This line of argument enabled Hobhouse to make a specific charge of hypocrisy against his liberal contemporaries. In a Speaker editorial titled ‘Democracy and Imperialism’, Hobhouse pointed to the existence of Britain's recently acquired ‘tropical dependencies’: Here is a form of government which frankly involves the overthrow of all democratic principles and the admission that they are not applicable except to white men. True or false, this admission has certainly weakened the fibre of English democratic sentiment. After all, the white man's claim to rule the black because he is wiser and more capable is essentially the same as the noble's claim to rule the commonalty for their good as much as for his own. (Hobhouse, 1902b: 444; cf. 1904: 25-26)
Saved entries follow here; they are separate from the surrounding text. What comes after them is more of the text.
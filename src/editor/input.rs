// ==========================================
// 间接成本配置系统 - 表现层输入辅助
// ==========================================
// 职责: 单元格成本文本解析、新增工序名称校验
// 说明: 编辑器核心不做输入校验，调用方在调用前使用这里的函数
// ==========================================

use thiserror::Error;

use crate::config::ValidationLimits;

/// 解析单元格中的成本文本
///
/// # 规则
/// - `""`、`"."`、`"0."` 视为 0（编辑中的中间状态）
/// - 其余取最长数字前缀（`"1.5kg"` → 1.5）
/// - 无数字或以 `-` 开头返回 None（含 `"-0"`），调用方忽略本次输入
pub fn parse_cost_input(raw: &str) -> Option<f64> {
    let trimmed = raw.trim();
    if matches!(trimmed, "" | "." | "0.") {
        return Some(0.0);
    }

    let mut end = 0;
    let mut seen_dot = false;
    for (idx, ch) in trimmed.char_indices() {
        match ch {
            '0'..='9' => end = idx + 1,
            '.' if !seen_dot => {
                seen_dot = true;
                end = idx + 1;
            }
            '+' if idx == 0 => end = idx + 1,
            _ => break,
        }
    }

    let value = trimmed[..end].parse::<f64>().ok()?;
    (value.is_finite() && value >= 0.0).then_some(value)
}

/// 新增工序名称校验失败原因
#[derive(Error, Debug, Clone, PartialEq, Eq)]
pub enum NameValidationError {
    #[error("名称不能为空")]
    Empty,

    #[error("名称至少需要{min}个字符")]
    TooShort { min: usize },

    #[error("名称不能超过{max}个字符")]
    TooLong { max: usize },
}

/// 新增工序名称校验（前端规则），返回 trim 后的名称
///
/// 上限取 operation.name.client_max_len，与服务端上限分别配置
pub fn validate_new_operation_name(
    raw: &str,
    limits: &ValidationLimits,
) -> Result<String, NameValidationError> {
    let trimmed = raw.trim();
    let len = trimmed.chars().count();

    if len == 0 {
        return Err(NameValidationError::Empty);
    }
    if len < limits.operation_name_client_min_len {
        return Err(NameValidationError::TooShort {
            min: limits.operation_name_client_min_len,
        });
    }
    if len > limits.operation_name_client_max_len {
        return Err(NameValidationError::TooLong {
            max: limits.operation_name_client_max_len,
        });
    }
    Ok(trimmed.to_string())
}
In other words, the white man's claim to rule the tropical dependencies made him no better than that perennial target of British radicals, the aristocrat. Both asserted hereditary rank as overriding the claim to self-government. Elsewhere, he repeated this case against white settlers in South Africa, arguing that their prejudice towards Blacks was ‘precisely analogous’ to the ‘essence of aristocratic, anti-popular sentiment [that] lies in the belief that people of a different class do not bleed when they are pricked, as the aristocrat bleeds’ (Hobhouse, 1899: 213). Metropolitan liberals, to Hobhouse's dismay, were failing to notice their own acceptance of aristocratic principle: ‘They were becoming Imperialists in their sleep’ (1911a: 221).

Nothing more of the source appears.